Role of PFKFB3-driven glycolysis in vessel sprouting


  • K. De Bock
  • M. Georgiadou
  • S. Schoors
  • A. Kuchnio
  • B.W. Wong
  • A.R. Cantelmo
  • A. Quaegebeur
  • B. Ghesquière
  • S. Cauwenberghs
  • G. Eelen
  • L.K. Phng
  • I. Betz
  • B. Tembuyser
  • K. Brepoels
  • J. Welti
  • I. Geudens
  • I. Segura
  • B. Cruys
  • F. Bifari
  • I. Decimo
  • R. Blanco
  • S. Wyns
  • J. Vangindertael
  • S. Rocha
  • R.T. Collins
  • S. Munck
  • D. Daelemans
  • H. Imamura
  • R. Devlieger
  • M. Rider
  • P.P. Van Veldhoven
  • F. Schuit
  • R. Bartrons
  • J. Hofkens
  • P. Fraisl
  • S. Telang
  • R.J. DeBerardinis
  • L. Schoonjans
  • S. Vinckier
  • J. Chesney
  • H. Gerhardt
  • M. Dewerchin
  • P. Carmeliet


  • Cell


  • Cell 154 (3): 651-663


  • Vessel sprouting by migrating tip and proliferating stalk endothelial cells (ECs) is controlled by genetic signals (such as Notch), but it is unknown whether metabolism also regulates this process.

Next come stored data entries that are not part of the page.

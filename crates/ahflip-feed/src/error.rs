//! Feed error types.

use thiserror::Error;

#[derive(Debug, Error)]
pub enum FeedError {
    #[error("Parse error: {0}")]
    ParseError(String),

    #[error("Invalid data: {0}")]
    InvalidData(String),

    #[error("Envelope error: {0}")]
    Envelope(#[from] ahflip_ws::WsError),

    #[error("JSON error: {0}")]
    Json(#[from] serde_json::Error),
}

pub type FeedResult<T> = Result<T, FeedError>;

Here, we show that ECs relied on glycolysis rather than on oxidative phosphorylation for ATP production and that loss of the glycolytic activator PFKFB3 in ECs impaired vessel formation. Mechanistically, PFKFB3 not only regulated EC proliferation but also controlled the formation of filopodia/lamellipodia and directional migration, in part by compartmentalizing with F-actin in motile protrusions. Mosaic in vitro and in vivo sprouting assays further revealed that PFKFB3 overexpression overruled the pro-stalk activity of Notch, whereas PFKFB3 deficiency impaired tip cell formation upon Notch blockade, implying that glycolysis regulates vessel branching.